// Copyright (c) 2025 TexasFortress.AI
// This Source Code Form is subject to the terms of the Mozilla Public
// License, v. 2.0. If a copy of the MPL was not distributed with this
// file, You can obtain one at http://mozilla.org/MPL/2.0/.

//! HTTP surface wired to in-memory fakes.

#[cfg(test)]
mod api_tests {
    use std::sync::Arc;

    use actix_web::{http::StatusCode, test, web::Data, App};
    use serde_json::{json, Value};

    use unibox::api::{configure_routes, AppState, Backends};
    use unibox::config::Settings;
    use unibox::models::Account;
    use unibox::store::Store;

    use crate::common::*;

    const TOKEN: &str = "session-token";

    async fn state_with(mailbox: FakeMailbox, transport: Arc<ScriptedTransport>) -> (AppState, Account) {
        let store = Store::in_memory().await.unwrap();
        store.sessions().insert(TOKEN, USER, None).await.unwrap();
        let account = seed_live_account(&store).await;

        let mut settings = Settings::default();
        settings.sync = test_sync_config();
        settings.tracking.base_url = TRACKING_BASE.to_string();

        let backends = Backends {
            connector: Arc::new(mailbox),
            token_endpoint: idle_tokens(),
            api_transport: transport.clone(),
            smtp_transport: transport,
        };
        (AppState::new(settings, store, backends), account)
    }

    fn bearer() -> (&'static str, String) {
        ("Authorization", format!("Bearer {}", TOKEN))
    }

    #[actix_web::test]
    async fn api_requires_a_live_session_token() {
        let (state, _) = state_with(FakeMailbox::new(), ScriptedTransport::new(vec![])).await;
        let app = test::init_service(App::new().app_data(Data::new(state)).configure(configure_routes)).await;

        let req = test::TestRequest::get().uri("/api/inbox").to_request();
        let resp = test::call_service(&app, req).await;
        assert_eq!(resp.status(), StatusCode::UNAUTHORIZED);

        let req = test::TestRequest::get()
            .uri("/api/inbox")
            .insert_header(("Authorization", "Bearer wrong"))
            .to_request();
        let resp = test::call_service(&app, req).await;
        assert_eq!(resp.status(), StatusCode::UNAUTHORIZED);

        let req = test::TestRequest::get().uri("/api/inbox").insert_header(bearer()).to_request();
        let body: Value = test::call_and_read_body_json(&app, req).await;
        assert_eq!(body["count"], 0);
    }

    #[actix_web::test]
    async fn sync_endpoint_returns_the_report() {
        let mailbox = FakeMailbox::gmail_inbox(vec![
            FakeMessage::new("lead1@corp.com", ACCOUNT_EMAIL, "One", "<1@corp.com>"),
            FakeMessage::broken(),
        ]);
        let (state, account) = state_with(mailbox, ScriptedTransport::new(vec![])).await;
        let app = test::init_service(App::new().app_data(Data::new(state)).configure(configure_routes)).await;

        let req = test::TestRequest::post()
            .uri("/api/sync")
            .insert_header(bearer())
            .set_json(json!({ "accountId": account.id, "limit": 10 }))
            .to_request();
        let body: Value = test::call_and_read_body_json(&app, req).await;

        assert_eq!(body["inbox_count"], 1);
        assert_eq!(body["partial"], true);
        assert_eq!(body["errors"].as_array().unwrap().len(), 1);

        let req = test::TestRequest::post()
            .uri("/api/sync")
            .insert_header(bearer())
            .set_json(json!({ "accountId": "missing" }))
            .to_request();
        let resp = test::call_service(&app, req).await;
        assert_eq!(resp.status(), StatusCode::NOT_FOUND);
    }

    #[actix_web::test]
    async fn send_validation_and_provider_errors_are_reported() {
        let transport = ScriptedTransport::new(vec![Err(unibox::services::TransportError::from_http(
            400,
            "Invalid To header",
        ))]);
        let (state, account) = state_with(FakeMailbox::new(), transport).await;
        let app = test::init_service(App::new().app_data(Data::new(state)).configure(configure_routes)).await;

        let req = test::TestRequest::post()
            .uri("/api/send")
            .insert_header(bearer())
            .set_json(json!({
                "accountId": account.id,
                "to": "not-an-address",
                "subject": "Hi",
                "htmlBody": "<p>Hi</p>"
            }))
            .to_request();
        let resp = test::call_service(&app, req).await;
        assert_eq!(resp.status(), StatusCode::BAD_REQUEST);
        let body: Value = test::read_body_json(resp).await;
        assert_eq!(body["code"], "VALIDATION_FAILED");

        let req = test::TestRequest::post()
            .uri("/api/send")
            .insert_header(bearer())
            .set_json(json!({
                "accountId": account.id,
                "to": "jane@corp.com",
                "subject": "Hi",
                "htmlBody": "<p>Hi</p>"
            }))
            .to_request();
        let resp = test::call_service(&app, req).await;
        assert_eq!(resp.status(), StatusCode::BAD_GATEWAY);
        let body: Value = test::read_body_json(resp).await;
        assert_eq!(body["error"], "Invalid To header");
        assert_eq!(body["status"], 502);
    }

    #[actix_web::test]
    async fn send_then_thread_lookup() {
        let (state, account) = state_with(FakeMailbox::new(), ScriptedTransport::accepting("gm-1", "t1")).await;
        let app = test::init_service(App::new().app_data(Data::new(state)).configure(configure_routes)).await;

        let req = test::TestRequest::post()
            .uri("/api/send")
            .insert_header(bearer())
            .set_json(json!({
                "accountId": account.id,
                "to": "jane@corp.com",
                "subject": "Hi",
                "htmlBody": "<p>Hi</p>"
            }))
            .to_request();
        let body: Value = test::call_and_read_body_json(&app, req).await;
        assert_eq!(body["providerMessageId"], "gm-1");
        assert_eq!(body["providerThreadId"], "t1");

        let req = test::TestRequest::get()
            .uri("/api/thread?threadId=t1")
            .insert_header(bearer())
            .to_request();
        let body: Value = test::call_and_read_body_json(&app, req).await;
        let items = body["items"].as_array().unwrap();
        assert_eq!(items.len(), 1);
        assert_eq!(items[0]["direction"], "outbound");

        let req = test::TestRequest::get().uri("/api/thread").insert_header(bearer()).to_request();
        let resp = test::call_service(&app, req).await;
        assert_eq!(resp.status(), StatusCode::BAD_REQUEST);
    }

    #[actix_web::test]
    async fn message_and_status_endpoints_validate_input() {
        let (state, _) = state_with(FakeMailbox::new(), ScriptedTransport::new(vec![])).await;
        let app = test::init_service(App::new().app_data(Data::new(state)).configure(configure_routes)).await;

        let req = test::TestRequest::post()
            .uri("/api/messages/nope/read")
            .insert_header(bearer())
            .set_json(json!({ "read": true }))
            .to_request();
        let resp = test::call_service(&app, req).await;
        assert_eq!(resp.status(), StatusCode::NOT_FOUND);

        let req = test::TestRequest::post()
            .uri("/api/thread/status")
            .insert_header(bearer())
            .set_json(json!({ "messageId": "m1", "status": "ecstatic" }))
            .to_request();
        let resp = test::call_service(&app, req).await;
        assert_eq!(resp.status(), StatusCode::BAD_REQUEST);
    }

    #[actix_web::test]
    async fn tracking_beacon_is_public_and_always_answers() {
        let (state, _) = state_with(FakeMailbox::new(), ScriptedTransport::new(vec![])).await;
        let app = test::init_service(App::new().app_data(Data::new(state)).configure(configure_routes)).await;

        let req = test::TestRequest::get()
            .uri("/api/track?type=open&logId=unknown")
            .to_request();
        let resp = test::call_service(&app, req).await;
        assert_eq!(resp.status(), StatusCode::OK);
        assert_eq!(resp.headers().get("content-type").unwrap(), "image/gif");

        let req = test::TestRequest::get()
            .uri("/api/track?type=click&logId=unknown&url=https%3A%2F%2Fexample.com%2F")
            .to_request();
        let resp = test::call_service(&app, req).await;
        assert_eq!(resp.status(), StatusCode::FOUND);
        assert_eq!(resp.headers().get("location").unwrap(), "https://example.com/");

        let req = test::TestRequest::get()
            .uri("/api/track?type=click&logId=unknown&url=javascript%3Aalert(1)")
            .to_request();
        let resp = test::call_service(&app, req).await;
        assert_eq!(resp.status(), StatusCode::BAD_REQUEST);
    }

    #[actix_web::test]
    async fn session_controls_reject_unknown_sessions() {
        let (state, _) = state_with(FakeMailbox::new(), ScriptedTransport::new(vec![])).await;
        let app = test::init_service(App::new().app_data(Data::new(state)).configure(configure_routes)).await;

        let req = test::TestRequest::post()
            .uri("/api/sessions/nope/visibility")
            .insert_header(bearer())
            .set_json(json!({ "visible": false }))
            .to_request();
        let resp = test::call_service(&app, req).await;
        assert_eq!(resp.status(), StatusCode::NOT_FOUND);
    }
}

Problem to solve:
Every line of the data above that contains the word "async" should be counted; please give the total alone.

Exercise answer:
8